//! Experiment assembly for circuit discovery on knowledge prompts
//!
//! Loads the instrumented model and a knowledge dataset, splits tokens,
//! labels, patch data and masks into validation and test halves, records
//! the unpatched model's log-probs on each half and binds the metrics.

use anyhow::Result;
use candle_core::{DType, Device, Tensor, D};
use candle_nn::ops::log_softmax;
use rand::seq::SliceRandom;
use rand::SeedableRng;
use serde::{Deserialize, Serialize};
use std::collections::BTreeMap;
use tracing::info;

use crate::data::{get_mask_repeat_candidates, slice_limits, DataConfig};
use crate::dataset::{KnowledgeDataset, KnowledgeDatasetConfig, KnowledgeType};
use crate::hooked::{get_model, HookedTransformer};
use crate::metrics::{Metric, MetricInputs, MetricKind};

/// Which positions the metrics score
#[derive(Debug, Clone, Copy, Default, PartialEq, Eq, Serialize, Deserialize)]
#[serde(rename_all = "snake_case")]
pub enum MaskSource {
    /// The repeat-candidate mask from the data files
    #[default]
    RepeatCandidates,
    /// The position before each answer in the knowledge dataset
    AnswerPositions,
}

/// Configuration for one experiment
#[derive(Debug, Clone, Serialize, Deserialize)]
pub struct ExperimentConfig {
    /// Examples per split; the dataset holds twice as many
    pub num_examples: usize,
    pub seq_len: usize,
    pub model: String,
    /// Seed for shuffling the patch data
    pub data_seed: u64,
    pub metric: String,
    pub return_one_element: bool,
    pub knowledge_type: KnowledgeType,
    pub nb_templates: usize,
    /// Seed for sampling the dataset
    pub dataset_seed: u64,
    pub mask_source: MaskSource,
    pub data: DataConfig,
}

impl Default for ExperimentConfig {
    fn default() -> Self {
        Self {
            num_examples: 10,
            seq_len: 300,
            model: "gpt2".to_string(),
            data_seed: 42,
            metric: "kl_div".to_string(),
            return_one_element: true,
            knowledge_type: KnowledgeType::Factual,
            nb_templates: 1,
            dataset_seed: 0,
            mask_source: MaskSource::default(),
            data: DataConfig::default(),
        }
    }
}

/// Everything the discovery algorithm consumes
pub struct AllDataThings {
    pub model: HookedTransformer,
    pub validation_metric: Box<dyn Metric>,
    pub validation_data: Tensor,
    pub validation_labels: Tensor,
    pub validation_mask: Tensor,
    pub validation_patch_data: Tensor,
    /// Unpatched log-probs over the validation block
    pub validation_logprobs: Tensor,
    /// Every metric kind, bound to the test split
    pub test_metrics: BTreeMap<MetricKind, Box<dyn Metric>>,
    pub test_data: Tensor,
    pub test_labels: Tensor,
    pub test_mask: Tensor,
    pub test_patch_data: Tensor,
    pub test_logprobs: Tensor,
}

/// First `n` rows and the remaining rows
pub fn split_validation_test(tensor: &Tensor, n: usize) -> Result<(Tensor, Tensor)> {
    let rows = tensor.dim(0)?;
    anyhow::ensure!(n <= rows, "Cannot take {n} validation rows from {rows}");
    Ok((tensor.narrow(0, 0, n)?, tensor.narrow(0, n, rows - n)?))
}

/// `labels[:, p] = toks[:, p + 1]`; the last column holds `pad_id`
pub fn next_token_labels(toks: &Tensor, pad_id: u32) -> Result<Tensor> {
    let (rows, cols) = toks.dims2()?;
    anyhow::ensure!(cols > 0, "Cannot label empty sequences");
    let pad = Tensor::full(pad_id, (rows, 1), toks.device())?;
    let shifted = toks.to_dtype(DType::U32)?.narrow(1, 1, cols - 1)?;
    Ok(Tensor::cat(&[&shifted, &pad], 1)?)
}

/// Rows of `tensor` in a seeded random order
pub fn shuffle_rows(tensor: &Tensor, seed: u64) -> Result<Tensor> {
    let mut rng = rand::rngs::StdRng::seed_from_u64(seed);
    let mut order: Vec<u32> = (0..tensor.dim(0)? as u32).collect();
    order.shuffle(&mut rng);
    let order = Tensor::new(order, tensor.device())?;
    Ok(tensor.index_select(&order, 0)?)
}

/// Patch rows for the first `2 * n` rows of `tokens`: each half is
/// shuffled on its own, so validation rows are only ever patched with
/// validation rows and test rows with test rows
pub fn shuffle_within_splits(tokens: &Tensor, n: usize, seed: u64) -> Result<Tensor> {
    let rows = tokens.dim(0)?;
    anyhow::ensure!(2 * n <= rows, "Need {} rows to build patch data, got {rows}", 2 * n);
    let validation = shuffle_rows(&tokens.narrow(0, 0, n)?, seed)?;
    let test = shuffle_rows(&tokens.narrow(0, n, n)?, seed)?;
    Ok(Tensor::cat(&[&validation, &test], 0)?)
}

/// Log-softmax of the unpatched model's logits; nothing is tracked for
/// gradients
pub fn baseline_logprobs(model: &HookedTransformer, toks: &Tensor) -> Result<Tensor> {
    let logits = model.forward(toks)?.to_dtype(DType::F32)?;
    Ok(log_softmax(&logits, D::Minus1)?)
}

/// Assemble an experiment from its configuration.
///
/// The metric name is checked before anything is loaded.
pub fn get_all_knowledge_things(config: &ExperimentConfig, device: &Device) -> Result<AllDataThings> {
    let metric: MetricKind = config.metric.parse()?;

    let model = get_model(&config.model, device)?;
    let dataset = KnowledgeDataset::new(
        KnowledgeDatasetConfig {
            knowledge_type: config.knowledge_type,
            n: config.num_examples * 2,
            nb_templates: config.nb_templates,
            seed: config.dataset_seed,
        },
        model.tokenizer(),
        device,
    )?;

    let tokens = slice_limits(dataset.toks(), None, Some(config.seq_len))?;
    let tokens = slice_limits(&tokens, Some(2 * config.num_examples), None)?;
    let patch_tokens = shuffle_within_splits(&tokens, config.num_examples, config.data_seed)?;
    let mask = match config.mask_source {
        MaskSource::RepeatCandidates => {
            get_mask_repeat_candidates(&config.data, None, None, device)?
        }
        MaskSource::AnswerPositions => dataset.answer_mask().clone(),
    };

    assemble_data_things(
        model,
        &tokens,
        &patch_tokens,
        &mask,
        config.num_examples,
        metric,
        config.return_one_element,
    )
}

/// Split prepared tensors, compute baselines and bind metrics.
///
/// `tokens` and `patch_tokens` need at least `2 * num_examples` rows; only
/// those rows are used. `mask` must cover them and is cut to the same
/// shape, with its last column cleared since that position has no label.
pub fn assemble_data_things(
    model: HookedTransformer,
    tokens: &Tensor,
    patch_tokens: &Tensor,
    mask: &Tensor,
    num_examples: usize,
    metric: MetricKind,
    return_one_element: bool,
) -> Result<AllDataThings> {
    let device = model.device().clone();
    let n_total = 2 * num_examples;
    let (rows, seq_len) = tokens.dims2()?;
    anyhow::ensure!(num_examples > 0, "num_examples must be positive");
    anyhow::ensure!(
        rows >= n_total,
        "Need {n_total} token rows for {num_examples} examples per split, got {rows}"
    );
    anyhow::ensure!(
        patch_tokens.dims2()? == (rows, seq_len),
        "Patch tokens {:?} do not match tokens {:?}",
        patch_tokens.dims(),
        tokens.dims()
    );
    let (mask_rows, mask_cols) = mask.dims2()?;
    anyhow::ensure!(
        mask_rows >= n_total && mask_cols >= seq_len,
        "Mask {:?} does not cover {n_total} x {seq_len} tokens",
        mask.dims()
    );

    let default_data = slice_limits(tokens, Some(n_total), None)?
        .to_dtype(DType::U32)?
        .to_device(&device)?;
    let patch_data = slice_limits(patch_tokens, Some(n_total), None)?
        .to_dtype(DType::U32)?
        .to_device(&device)?;
    let labels = next_token_labels(&default_data, model.tokenizer().pad_token_id())?;

    let mask_orig = slice_limits(mask, Some(n_total), Some(seq_len))?
        .to_dtype(DType::U8)?
        .to_device(&device)?;
    let keep = Tensor::cat(
        &[
            Tensor::ones((n_total, seq_len - 1), DType::U8, &device)?,
            Tensor::zeros((n_total, 1), DType::U8, &device)?,
        ],
        1,
    )?;
    let mask_orig = (mask_orig * keep)?;

    let (validation_data, test_data) = split_validation_test(&default_data, num_examples)?;
    let (validation_patch_data, test_patch_data) = split_validation_test(&patch_data, num_examples)?;
    let (validation_labels, test_labels) = split_validation_test(&labels, num_examples)?;
    let (validation_mask, test_mask) = split_validation_test(&mask_orig, num_examples)?;
    info!(
        "Split {} rows x {} positions: {} validation, {} test",
        n_total,
        seq_len,
        validation_data.dim(0)?,
        test_data.dim(0)?
    );

    let validation_logprobs = baseline_logprobs(&model, &validation_data)?;
    let test_logprobs = baseline_logprobs(&model, &test_data)?;
    info!("Baseline log-probs computed");

    let validation_metric = metric.build(&MetricInputs {
        base_model_logprobs: &validation_logprobs,
        labels: &validation_labels,
        mask: Some(&validation_mask),
        return_one_element,
    })?;

    let test_inputs = MetricInputs {
        base_model_logprobs: &test_logprobs,
        labels: &test_labels,
        mask: Some(&test_mask),
        return_one_element: true,
    };
    let test_metrics = MetricKind::ALL
        .into_iter()
        .map(|kind| Ok((kind, kind.build(&test_inputs)?)))
        .collect::<Result<BTreeMap<_, _>>>()?;

    Ok(AllDataThings {
        model,
        validation_metric,
        validation_data,
        validation_labels,
        validation_mask,
        validation_patch_data,
        validation_logprobs,
        test_metrics,
        test_data,
        test_labels,
        test_mask,
        test_patch_data,
        test_logprobs,
    })
}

BRIEF = Using the material above, report each line where "must" occurs.

REPLY =
/// those rows are used. `mask` must cover them and is cut to the same
    anyhow::ensure!(num_examples > 0, "num_examples must be positive");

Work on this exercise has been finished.